#### [Task requirements]
Go over the data and work out how many lines include the word "authorized". Give that number only.

(Stored items)
# # # #

use sea_orm::ConnectionTrait;

use super::{optional_text, required_text};
use crate::entities::news::Model as NewsItem;
use crate::error::AppError;
use crate::repos::news::{self, NewNews, NewsChanges};
use crate::services::jobs::{BackgroundJob, JobDispatcher};
use crate::utils::slug::{slugify, unique_slug};

pub struct CreateNews {
    pub title: String,
    pub excerpt: Option<String>,
    pub content: String,
    pub image_url: Option<String>,
    pub category: Option<String>,
    pub is_published: bool,
}

#[derive(Default)]
pub struct UpdateNews {
    pub title: Option<String>,
    pub excerpt: Option<Option<String>>,
    pub content: Option<String>,
    pub image_url: Option<Option<String>>,
    pub category: Option<Option<String>>,
    pub is_published: Option<bool>,
}

/// Slug for `title` that no other news row (other than `except`) uses.
pub async fn unique_news_slug<C: ConnectionTrait + Send + Sync>(
    conn: &C,
    title: &str,
    except: Option<i64>,
) -> Result<String, AppError> {
    let base = slugify(title);
    let taken = news::slugs_like(conn, &base, except).await?;
    Ok(unique_slug(&base, &taken))
}

pub async fn create_news<C: ConnectionTrait + Send + Sync>(
    conn: &C,
    author_id: i64,
    input: CreateNews,
) -> Result<NewsItem, AppError> {
    let title = required_text("Title", &input.title)?;
    let content = required_text("Content", &input.content)?;
    let slug = unique_news_slug(conn, &title, None).await?;

    news::create(
        conn,
        NewNews {
            title,
            slug,
            excerpt: optional_text(input.excerpt),
            content,
            image_url: optional_text(input.image_url),
            category: optional_text(input.category),
            is_published: input.is_published,
            author_id: Some(author_id),
        },
    )
    .await
}

pub async fn update_news<C: ConnectionTrait + Send + Sync>(
    conn: &C,
    id: i64,
    input: UpdateNews,
) -> Result<NewsItem, AppError> {
    let existing = news::find_by_id(conn, id)
        .await?
        .ok_or_else(|| AppError::not_found("News not found"))?;

    let mut changes = NewsChanges {
        excerpt: input.excerpt.map(optional_text),
        image_url: input.image_url.map(optional_text),
        category: input.category.map(optional_text),
        is_published: input.is_published,
        ..Default::default()
    };

    if let Some(title) = input.title.as_deref() {
        let title = required_text("Title", title)?;
        if title != existing.title {
            changes.slug = Some(unique_news_slug(conn, &title, Some(id)).await?);
        }
        changes.title = Some(title);
    }
    if let Some(content) = input.content.as_deref() {
        changes.content = Some(required_text("Content", content)?);
    }

    news::update(conn, existing, changes).await
}

pub async fn delete_news<C: ConnectionTrait + Send + Sync>(
    conn: &C,
    id: i64,
) -> Result<(), AppError> {
    if !news::delete(conn, id).await? {
        return Err(AppError::not_found("News not found"));
    }
    Ok(())
}

/// Public read by slug. Counts the view in the background.
pub async fn read_published<C: ConnectionTrait + Send + Sync>(
    conn: &C,
    jobs: &JobDispatcher,
    slug: &str,
) -> Result<NewsItem, AppError> {
    let item = news::find_published_by_slug(conn, slug)
        .await?
        .ok_or_else(|| AppError::not_found("News not found"))?;
    jobs.dispatch(BackgroundJob::IncrementNewsViews { news_id: item.id });
    Ok(item)
}

#[cfg(test)]
mod tests {
    use sea_orm::{DatabaseBackend, MockDatabase};
    use time::OffsetDateTime;

    use super::*;

    fn item(id: i64, slug: &str) -> NewsItem {
        let now = OffsetDateTime::now_utc();
        NewsItem {
            id,
            title: "Kajian Subuh".into(),
            slug: slug.into(),
            excerpt: None,
            content: "Isi".into(),
            image_url: None,
            category: None,
            is_published: true,
            published_at: Some(now),
            view_count: 0,
            author_id: None,
            created_at: now,
            updated_at: now,
        }
    }

    #[tokio::test]
    async fn slug_gets_next_free_suffix() {
        let db = MockDatabase::new(DatabaseBackend::Postgres)
            .append_query_results([vec![item(1, "kajian-subuh"), item(2, "kajian-subuh-2")]])
            .into_connection();

        let slug = unique_news_slug(&db, "Kajian Subuh", None).await.unwrap();
        assert_eq!(slug, "kajian-subuh-3");
    }

    #[tokio::test]
    async fn free_slug_is_used_as_is() {
        let db = MockDatabase::new(DatabaseBackend::Postgres)
            .append_query_results([Vec::<NewsItem>::new()])
            .into_connection();

        let slug = unique_news_slug(&db, "Buka Puasa Bersama", None).await.unwrap();
        assert_eq!(slug, "buka-puasa-bersama");
    }

    #[tokio::test]
    async fn missing_slug_is_404() {
        let db = MockDatabase::new(DatabaseBackend::Postgres)
            .append_query_results([Vec::<NewsItem>::new()])
            .into_connection();

        let err = read_published(&db, &JobDispatcher::disabled(), "nope")
            .await
            .unwrap_err();
        assert!(matches!(err, AppError::NotFound { .. }));
    }

    #[tokio::test]
    async fn blank_title_is_rejected() {
        let db = MockDatabase::new(DatabaseBackend::Postgres).into_connection();
        let err = create_news(
            &db,
            1,
            CreateNews {
                title: "  ".into(),
                excerpt: None,
                content: "x".into(),
                image_url: None,
                category: None,
                is_published: false,
            },
        )
        .await
        .unwrap_err();
        assert!(matches!(err, AppError::Validation { .. }));
    }
}
use serde::Deserialize;

pub const DEFAULT_PAGE: u64 = 1;
pub const DEFAULT_LIMIT: u64 = 10;
pub const MAX_LIMIT: u64 = 100;

/// Raw `page` / `limit` query parameters. Kept as strings so that junk input
/// falls back to defaults instead of failing the request.
#[derive(Debug, Clone, Default, Deserialize)]
pub struct PaginationQuery {
    pub page: Option<String>,
    pub limit: Option<String>,
}

/// A clamped page request. Only [`parse_pagination`] can build one.
#[derive(Debug, Clone, Copy, PartialEq, Eq)]
pub struct Pagination {
    page: u64,
    limit: u64,
    skip: u64,
}

impl Pagination {
    pub fn page(&self) -> u64 {
        self.page
    }

    pub fn limit(&self) -> u64 {
        self.limit
    }

    pub fn skip(&self) -> u64 {
        self.skip
    }
}

impl Default for Pagination {
    fn default() -> Self {
        parse_pagination(&PaginationQuery::default())
    }
}

fn parse_number(raw: Option<&str>) -> Option<i64> {
    raw.and_then(|s| s.trim().parse::<i64>().ok())
}

/// page floors at 1, limit clamps to `1..=100`, skip is `(page - 1) * limit`.
pub fn parse_pagination(query: &PaginationQuery) -> Pagination {
    let page = parse_number(query.page.as_deref())
        .map(|p| p.max(1) as u64)
        .unwrap_or(DEFAULT_PAGE);
    let limit = parse_number(query.limit.as_deref())
        .map(|l| l.clamp(1, MAX_LIMIT as i64) as u64)
        .unwrap_or(DEFAULT_LIMIT);

    Pagination {
        page,
        limit,
        skip: (page - 1).saturating_mul(limit),
    }
}

#[cfg(test)]
mod tests {
    use super::*;

    fn parse(page: Option<&str>, limit: Option<&str>) -> (u64, u64, u64) {
        let p = parse_pagination(&PaginationQuery {
            page: page.map(str::to_string),
            limit: limit.map(str::to_string),
        });
        (p.page(), p.limit(), p.skip())
    }

    #[test]
    fn defaults() {
        assert_eq!(parse(None, None), (1, 10, 0));
        assert_eq!(Pagination::default().limit(), 10);
    }

    #[test]
    fn page_floors_at_one() {
        assert_eq!(parse(Some("0"), None).0, 1);
        assert_eq!(parse(Some("-5"), None).0, 1);
    }

    #[test]
    fn limit_is_clamped() {
        assert_eq!(parse(None, Some("1000")).1, 100);
        assert_eq!(parse(None, Some("0")).1, 1);
        assert_eq!(parse(None, Some("-3")).1, 1);
    }

    #[test]
    fn skip_from_page_and_limit() {
        assert_eq!(parse(Some("3"), Some("20")), (3, 20, 40));
    }

    #[test]
    fn junk_falls_back_to_defaults() {
        assert_eq!(parse(Some("abc"), Some("ten")), (1, 10, 0));
        assert_eq!(parse(Some(""), Some("2.5")), (1, 10, 0));
        assert_eq!(parse(Some(" 2 "), None), (2, 10, 10));
    }

    #[test]
    fn huge_page_does_not_overflow() {
        let (_, _, skip) = parse(Some(&i64::MAX.to_string()), Some("100"));
        assert_eq!(skip, u64::MAX);
    }
}
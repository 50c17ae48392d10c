use sea_orm::sea_query::Expr;
use sea_orm::{
    ActiveModelTrait, ColumnTrait, Condition, ConnectionTrait, EntityTrait, NotSet,
    PaginatorTrait, QueryFilter, QueryOrder, QuerySelect, Set,
};
use time::{Date, OffsetDateTime};

use crate::entities::donation_programs;
use crate::error::AppError;
use crate::http::pagination::Pagination;

pub struct NewProgram {
    pub title: String,
    pub slug: String,
    pub description: Option<String>,
    pub image_url: Option<String>,
    pub target_amount: i64,
    pub is_active: bool,
    pub starts_on: Option<Date>,
    pub ends_on: Option<Date>,
}

#[derive(Default)]
pub struct ProgramChanges {
    pub title: Option<String>,
    pub slug: Option<String>,
    pub description: Option<Option<String>>,
    pub image_url: Option<Option<String>>,
    pub target_amount: Option<i64>,
    pub is_active: Option<bool>,
    pub starts_on: Option<Option<Date>>,
    pub ends_on: Option<Option<Date>>,
}

pub async fn list<C: ConnectionTrait + Send + Sync>(
    conn: &C,
    active_only: bool,
    page: &Pagination,
) -> Result<(Vec<donation_programs::Model>, u64), AppError> {
    let mut query = donation_programs::Entity::find();
    if active_only {
        query = query.filter(donation_programs::Column::IsActive.eq(true));
    }

    let total = query.clone().count(conn).await?;
    let rows = query
        .order_by_desc(donation_programs::Column::CreatedAt)
        .order_by_desc(donation_programs::Column::Id)
        .offset(page.skip())
        .limit(page.limit())
        .all(conn)
        .await?;
    Ok((rows, total))
}

pub async fn find_by_id<C: ConnectionTrait + Send + Sync>(
    conn: &C,
    id: i64,
) -> Result<Option<donation_programs::Model>, AppError> {
    Ok(donation_programs::Entity::find_by_id(id).one(conn).await?)
}

pub async fn slugs_like<C: ConnectionTrait + Send + Sync>(
    conn: &C,
    base: &str,
    except: Option<i64>,
) -> Result<Vec<String>, AppError> {
    let mut query = donation_programs::Entity::find().filter(
        Condition::any()
            .add(donation_programs::Column::Slug.eq(base))
            .add(donation_programs::Column::Slug.starts_with(format!("{base}-"))),
    );
    if let Some(id) = except {
        query = query.filter(donation_programs::Column::Id.ne(id));
    }
    Ok(query.all(conn).await?.into_iter().map(|p| p.slug).collect())
}

pub async fn create<C: ConnectionTrait + Send + Sync>(
    conn: &C,
    new: NewProgram,
) -> Result<donation_programs::Model, AppError> {
    let now = OffsetDateTime::now_utc();
    let active = donation_programs::ActiveModel {
        id: NotSet,
        title: Set(new.title),
        slug: Set(new.slug),
        description: Set(new.description),
        image_url: Set(new.image_url),
        target_amount: Set(new.target_amount),
        collected_amount: Set(0),
        is_active: Set(new.is_active),
        starts_on: Set(new.starts_on),
        ends_on: Set(new.ends_on),
        created_at: Set(now),
        updated_at: Set(now),
    };
    Ok(active.insert(conn).await?)
}

pub async fn update<C: ConnectionTrait + Send + Sync>(
    conn: &C,
    existing: donation_programs::Model,
    changes: ProgramChanges,
) -> Result<donation_programs::Model, AppError> {
    let mut active: donation_programs::ActiveModel = existing.into();
    if let Some(title) = changes.title {
        active.title = Set(title);
    }
    if let Some(slug) = changes.slug {
        active.slug = Set(slug);
    }
    if let Some(description) = changes.description {
        active.description = Set(description);
    }
    if let Some(image_url) = changes.image_url {
        active.image_url = Set(image_url);
    }
    if let Some(target) = changes.target_amount {
        active.target_amount = Set(target);
    }
    if let Some(is_active) = changes.is_active {
        active.is_active = Set(is_active);
    }
    if let Some(starts_on) = changes.starts_on {
        active.starts_on = Set(starts_on);
    }
    if let Some(ends_on) = changes.ends_on {
        active.ends_on = Set(ends_on);
    }
    active.updated_at = Set(OffsetDateTime::now_utc());
    Ok(active.update(conn).await?)
}

pub async fn delete<C: ConnectionTrait + Send + Sync>(
    conn: &C,
    id: i64,
) -> Result<bool, AppError> {
    let result = donation_programs::Entity::delete_by_id(id).exec(conn).await?;
    Ok(result.rows_affected > 0)
}

/// `collected_amount += amount`, done in SQL so concurrent verifications
/// don't overwrite each other. A bigint overflow fails the statement
/// (SQLSTATE 22003) rather than wrapping, so the review rolls back.
pub async fn add_collected<C: ConnectionTrait + Send + Sync>(
    conn: &C,
    id: i64,
    amount: i64,
) -> Result<(), AppError> {
    donation_programs::Entity::update_many()
        .col_expr(
            donation_programs::Column::CollectedAmount,
            Expr::col(donation_programs::Column::CollectedAmount).add(amount),
        )
        .col_expr(
            donation_programs::Column::UpdatedAt,
            Expr::value(OffsetDateTime::now_utc()),
        )
        .filter(donation_programs::Column::Id.eq(id))
        .exec(conn)
        .await?;
    Ok(())
}

pub async fn count_active<C: ConnectionTrait + Send + Sync>(conn: &C) -> Result<u64, AppError> {
    Ok(donation_programs::Entity::find()
        .filter(donation_programs::Column::IsActive.eq(true))
        .count(conn)
        .await?)
}
use std::sync::Arc;

use sea_orm::DatabaseConnection;
use tracing::warn;

use super::security_config::SecurityConfig;
use crate::services::jobs::JobDispatcher;

/// Application state shared by every request.
///
/// Built once at startup by [`crate::infra::state::build_state`] and handed to
/// actix as `web::Data<AppState>`; nothing in the crate reaches for a global
/// connection. The pool is shared with the job worker through the `Arc`.
#[derive(Clone)]
pub struct AppState {
    /// Database connection pool
    pub db: Arc<DatabaseConnection>,
    /// Security configuration including JWT settings
    pub security: SecurityConfig,
    /// Sink for fire-and-forget work (activity log, view counters)
    pub jobs: JobDispatcher,
}

impl AppState {
    pub fn new(db: Arc<DatabaseConnection>, security: SecurityConfig, jobs: JobDispatcher) -> Self {
        Self { db, security, jobs }
    }

    /// State whose background jobs are dropped (logged at debug level).
    ///
    /// Used by tests running against a mock connection, where a job would
    /// consume query results meant for the request under test.
    pub fn without_jobs(db: DatabaseConnection, security: SecurityConfig) -> Self {
        Self::new(Arc::new(db), security, JobDispatcher::disabled())
    }

    pub fn db(&self) -> &DatabaseConnection {
        &self.db
    }

    /// Close the pool. Call after the job worker has drained and released
    /// its handle.
    pub async fn shutdown(self) {
        match Arc::try_unwrap(self.db) {
            Ok(db) => {
                if let Err(e) = db.close().await {
                    warn!(error = %e, "failed to close database connection");
                }
            }
            Err(_) => warn!("database connection still shared at shutdown; left to drop"),
        }
    }
}

impl std::fmt::Debug for AppState {
    fn fmt(&self, f: &mut std::fmt::Formatter<'_>) -> std::fmt::Result {
        f.debug_struct("AppState")
            .field("security", &self.security)
            .field("jobs", &self.jobs)
            .finish_non_exhaustive()
    }
}
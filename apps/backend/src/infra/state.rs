use std::sync::Arc;

use sea_orm::DatabaseConnection;

use crate::config::db::DbProfile;
use crate::error::AppError;
use crate::infra::db::bootstrap_db;
use crate::services::jobs::{spawn_worker, JobDispatcher, JobWorker};
use crate::state::app_state::AppState;
use crate::state::security_config::SecurityConfig;

/// Builder for creating AppState instances (used in both tests and main)
pub struct StateBuilder {
    security_config: Option<SecurityConfig>,
    db_profile: Option<DbProfile>,
    connection: Option<DatabaseConnection>,
    background_jobs: bool,
}

impl StateBuilder {
    pub fn new() -> Self {
        Self {
            security_config: None,
            db_profile: None,
            connection: None,
            background_jobs: false,
        }
    }

    /// Connect (and migrate) for `profile` during `build`.
    pub fn with_db(mut self, profile: DbProfile) -> Self {
        self.db_profile = Some(profile);
        self
    }

    /// Use an existing connection, e.g. a `MockDatabase` in tests.
    pub fn with_connection(mut self, db: DatabaseConnection) -> Self {
        self.connection = Some(db);
        self
    }

    pub fn with_security(mut self, security_config: SecurityConfig) -> Self {
        self.security_config = Some(security_config);
        self
    }

    /// Spawn the job worker; without it dispatched jobs are dropped.
    pub fn with_background_jobs(mut self) -> Self {
        self.background_jobs = true;
        self
    }

    /// The returned worker must be shut down after the server stops so
    /// queued jobs are flushed.
    pub async fn build(self) -> Result<(AppState, Option<JobWorker>), AppError> {
        let security = self
            .security_config
            .ok_or_else(|| AppError::config("security configuration is required"))?;

        let db = match (self.connection, self.db_profile) {
            (Some(conn), _) => conn,
            // single entrypoint: build + migrate
            (None, Some(profile)) => bootstrap_db(profile).await?,
            (None, None) => {
                return Err(AppError::config(
                    "a database profile or connection is required",
                ))
            }
        };

        let db = Arc::new(db);
        if self.background_jobs {
            let (jobs, worker) = spawn_worker(Arc::clone(&db));
            Ok((AppState::new(db, security, jobs), Some(worker)))
        } else {
            Ok((AppState::new(db, security, JobDispatcher::disabled()), None))
        }
    }
}

impl Default for StateBuilder {
    fn default() -> Self {
        Self::new()
    }
}

pub fn build_state() -> StateBuilder {
    StateBuilder::new()
}

#[cfg(test)]
mod tests {
    use sea_orm::{DatabaseBackend, MockDatabase};

    use super::*;

    fn mock_db() -> DatabaseConnection {
        MockDatabase::new(DatabaseBackend::Postgres).into_connection()
    }

    fn security() -> SecurityConfig {
        SecurityConfig::new("state-test-secret-0123456789abcdef".as_bytes())
    }

    #[tokio::test]
    async fn missing_security_is_a_config_error() {
        let result = build_state().with_connection(mock_db()).build().await;
        assert!(matches!(result, Err(AppError::Config { .. })));
    }

    #[tokio::test]
    async fn missing_database_is_a_config_error() {
        let result = build_state().with_security(security()).build().await;
        assert!(matches!(result, Err(AppError::Config { .. })));
    }

    #[tokio::test]
    async fn builds_without_worker_by_default() {
        let (state, worker) = build_state()
            .with_connection(mock_db())
            .with_security(security())
            .build()
            .await
            .unwrap();
        assert!(worker.is_none());
        assert_eq!(state.security.jwt_secret, security().jwt_secret);
    }

    #[tokio::test]
    async fn background_jobs_spawn_a_worker() {
        let (state, worker) = build_state()
            .with_connection(mock_db())
            .with_security(security())
            .with_background_jobs()
            .build()
            .await
            .unwrap();
        let worker = worker.expect("worker requested");
        worker.shutdown().await;
        assert_eq!(Arc::strong_count(&state.db), 1);
    }
}
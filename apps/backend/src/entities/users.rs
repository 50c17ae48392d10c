use sea_orm::entity::prelude::*;
use serde::{Deserialize, Serialize};
use time::OffsetDateTime;

/// Account role, stored as its upper-case name.
#[derive(
    Debug, Clone, Copy, PartialEq, Eq, Hash, EnumIter, DeriveActiveEnum, Serialize, Deserialize,
)]
#[sea_orm(rs_type = "String", db_type = "String(StringLen::N(20))")]
#[serde(rename_all = "SCREAMING_SNAKE_CASE")]
pub enum Role {
    #[sea_orm(string_value = "SUPER_ADMIN")]
    SuperAdmin,
    #[sea_orm(string_value = "ADMIN")]
    Admin,
    #[sea_orm(string_value = "VIEWER")]
    Viewer,
}

impl Role {
    pub fn as_str(&self) -> &'static str {
        match self {
            Role::SuperAdmin => "SUPER_ADMIN",
            Role::Admin => "ADMIN",
            Role::Viewer => "VIEWER",
        }
    }
}

impl std::fmt::Display for Role {
    fn fmt(&self, f: &mut std::fmt::Formatter<'_>) -> std::fmt::Result {
        f.write_str(self.as_str())
    }
}

// No Serialize: the password hash must never be rendered by accident.
#[derive(Clone, Debug, PartialEq, DeriveEntityModel)]
#[sea_orm(table_name = "users")]
pub struct Model {
    #[sea_orm(primary_key)]
    pub id: i64,
    pub email: String,
    pub name: String,
    #[sea_orm(column_name = "password_hash", column_type = "Text")]
    pub password_hash: String,
    pub role: Role,
    #[sea_orm(column_name = "is_active")]
    pub is_active: bool,
    #[sea_orm(column_name = "last_login_at")]
    pub last_login_at: Option<OffsetDateTime>,
    #[sea_orm(column_name = "created_at")]
    pub created_at: OffsetDateTime,
    #[sea_orm(column_name = "updated_at")]
    pub updated_at: OffsetDateTime,
}

#[derive(Copy, Clone, Debug, EnumIter, DeriveRelation)]
pub enum Relation {
    #[sea_orm(has_many = "super::news::Entity")]
    News,
    #[sea_orm(has_many = "super::activity_logs::Entity")]
    ActivityLogs,
}

impl Related<super::news::Entity> for Entity {
    fn to() -> RelationDef {
        Relation::News.def()
    }
}

impl Related<super::activity_logs::Entity> for Entity {
    fn to() -> RelationDef {
        Relation::ActivityLogs.def()
    }
}

impl ActiveModelBehavior for ActiveModel {}
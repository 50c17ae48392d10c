pub mod authorized;
pub mod current_user;
pub mod validated_json;

pub use authorized::Authorized;
pub use current_user::CurrentUser;
pub use validated_json::{Validate, ValidatedJson};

# # # #

#### [Answer section]
2